Sykes is running against a contested GOP field including Missouri Attorney General Josh Hawley, air force veteran and retired bomber pilot Tony Monetti, and former Libertarian presidential candidate Austin Peterson. Hawley has been considered a front-runner in the race, which Republicans hope will be a prime opportunity to unseat McCaskill in an election Republicans have identified as key to potentially expanding their slim Senate majority.

Despite Sykes’ campaign videos linking himself with Trump and toting many of the president’s famous campaign lines, Trump endorsed Hawley instead.


Roy Moore speaks at an election eve rally in Midland, Alabama, on Dec. 11, 2018. (Chip Brownlee/APR)


The GOP is hoping to avoid a repeat of a 2012 Missouri Senate election when Missouri Rep. Todd Akin won a contested Republican primary before going on to implode his own campaign by claiming that “legitimate rape” almost never leads to pregnancy.
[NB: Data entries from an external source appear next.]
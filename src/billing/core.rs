//! Main billing facade that coordinates invoices, fees, payments, and the
//! reconciliation engine

use bigdecimal::BigDecimal;

use crate::billing::{FeeManager, InvoiceManager, PaymentAggregator, PaymentManager};
use crate::reconciliation::ReconciliationEngine;
use crate::traits::*;
use crate::types::*;

/// Billing system facade over a single storage backend
pub struct Billing<S: BillingStorage> {
    invoices: InvoiceManager<S>,
    fees: FeeManager<S>,
    payments: PaymentManager<S>,
    aggregator: PaymentAggregator<S>,
    engine: ReconciliationEngine<S>,
}

impl<S: BillingStorage + Clone> Billing<S> {
    /// Create a new billing system with the given storage backend
    pub fn new(storage: S) -> Self {
        Self {
            invoices: InvoiceManager::new(storage.clone()),
            fees: FeeManager::new(storage.clone()),
            payments: PaymentManager::new(storage.clone()),
            aggregator: PaymentAggregator::new(storage.clone()),
            engine: ReconciliationEngine::new(storage),
        }
    }

    // Invoice operations
    /// Issue a new invoice from a payment schedule
    pub async fn issue_invoice(
        &mut self,
        schedule: Vec<BigDecimal>,
    ) -> BillingResult<(Invoice, Vec<Fee>)> {
        self.invoices.issue(schedule).await
    }

    /// Get an invoice by ID
    pub async fn get_invoice(&self, invoice_id: &str) -> BillingResult<Option<Invoice>> {
        self.invoices.get_invoice(invoice_id).await
    }

    /// Get an invoice by ID, returning an error if not found
    pub async fn get_invoice_required(&self, invoice_id: &str) -> BillingResult<Invoice> {
        self.invoices.get_invoice_required(invoice_id).await
    }

    // Fee operations
    /// Get a fee by ID
    pub async fn get_fee(&self, fee_id: &str) -> BillingResult<Option<Fee>> {
        self.fees.get_fee(fee_id).await
    }

    /// List all fees of an invoice in schedule order
    pub async fn list_invoice_fees(&self, invoice_id: &str) -> BillingResult<Vec<Fee>> {
        self.fees.find_by_invoice(invoice_id).await
    }

    /// List the active, not yet settled fees of an invoice
    pub async fn list_open_fees(&self, invoice_id: &str) -> BillingResult<Vec<Fee>> {
        self.fees.find_open_by_invoice(invoice_id).await
    }

    /// Resize a fee and reconcile the owning invoice atomically
    pub async fn resize_fee(&mut self, fee_id: &str, new_total: BigDecimal) -> BillingResult<Fee> {
        self.engine.resize_fee(fee_id, new_total).await
    }

    /// Activate or deactivate a fee
    pub async fn set_fee_active(&mut self, fee_id: &str, active: bool) -> BillingResult<Fee> {
        self.engine.set_fee_active(fee_id, active).await
    }

    // Payment operations
    /// Record a payment against a fee, pending verification
    pub async fn record_payment(
        &mut self,
        fee_id: &str,
        amount: BigDecimal,
    ) -> BillingResult<Payment> {
        self.payments.record_payment(fee_id, amount).await
    }

    /// Verify a pending payment and reconcile settlement state
    pub async fn verify_payment(&mut self, payment_id: &str) -> BillingResult<Payment> {
        self.engine.verify_payment(payment_id).await
    }

    /// Reject a pending payment
    pub async fn reject_payment(&mut self, payment_id: &str) -> BillingResult<Payment> {
        self.payments.reject_payment(payment_id).await
    }

    /// Get a payment by ID
    pub async fn get_payment(&self, payment_id: &str) -> BillingResult<Option<Payment>> {
        self.payments.get_payment(payment_id).await
    }

    // Aggregates
    /// Sum of verified payment amounts against a fee
    pub async fn verified_total_for_fee(&self, fee_id: &str) -> BillingResult<BigDecimal> {
        self.aggregator.verified_total_for_fee(fee_id).await
    }

    /// Sum of verified payment amounts across all active fees of an invoice
    pub async fn verified_total_for_invoice(
        &self,
        invoice_id: &str,
    ) -> BillingResult<BigDecimal> {
        self.aggregator.verified_total_for_invoice(invoice_id).await
    }
}

#[cfg(test)]
mod tests {
    use super::*;
    use crate::utils::memory_storage::MemoryStorage;

    fn dec(value: i64) -> BigDecimal {
        BigDecimal::from(value)
    }

    #[tokio::test]
    async fn test_billing_basic_workflow() {
        let storage = MemoryStorage::new();
        let mut billing = Billing::new(storage);

        let (invoice, fees) = billing
            .issue_invoice(vec![dec(100), dec(50)])
            .await
            .unwrap();
        assert_eq!(invoice.total, dec(150));

        let payment = billing.record_payment(&fees[0].id, dec(100)).await.unwrap();
        billing.verify_payment(&payment.id).await.unwrap();

        let fee = billing.get_fee(&fees[0].id).await.unwrap().unwrap();
        assert_eq!(fee.status, SettlementStatus::PaidOut);

        let invoice = billing.get_invoice_required(&invoice.id).await.unwrap();
        assert_eq!(invoice.status, SettlementStatus::Partial);
        assert_eq!(invoice.fees_paid_out, 1);
        assert_eq!(
            billing.verified_total_for_invoice(&invoice.id).await.unwrap(),
            dec(100)
        );

        let open = billing.list_open_fees(&invoice.id).await.unwrap();
        assert_eq!(open.len(), 1);
        assert_eq!(open[0].id, fees[1].id);
    }
}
Missouri, a state that went for Trump by 20 percentage points in 2016, voted for McCaskill by a 16-percentage point margin.

But Sykes is taking up airtime with his controversial comments, including those he posted to Facebook after being questioned on whether he favors women’s rights. Sykes blasted “mean-spirited radical feminists” whom he says are working to define womanhood and women’s rights for him and his family.

“I want daughters to have their own intelligence, their own dignity, their own workspace and their own degrees,” Sykes said in the Facebook post from January. “I want them to build home based enterprises and live in homes shared with good husbands and I don’t want them [sic] grow up into career obsessed banshees who forego home life and children and the happiness of family to become nail-biting manophobic hell-bent feminist she devils who shriek from the tops of a thousand tall buildings they are [sic] think they could have leaped over in a single bound—had men not ‘suppressing them.’ [sic] It’s just nuts. It always was.”

Moore hadn’t completely disappeared from the political realm before endorsing Sykes Monday. The conservative firebrand and former Republican jurist has yet to concede the election against Jones, claiming results were swayed by voter fraud and Washington intrusion. In emails sent from his campaign as recently as Feb. 18, Moore is still seeking donations to his “legal defense fund.”

“The forces of evil believe you and I have already given up the fight and surrendered,” the email signed by Moore reads.

In the weeks leading up to the election in December, Sykes traveled to Alabama, joining with former White House chief strategist Steve Bannon and others to rally for Moore at a Dec. 11 election eve rally. His support for Moore came after Moore was accused of sexually assaulting three women and pursuing other teenage girls when he was in his 30s.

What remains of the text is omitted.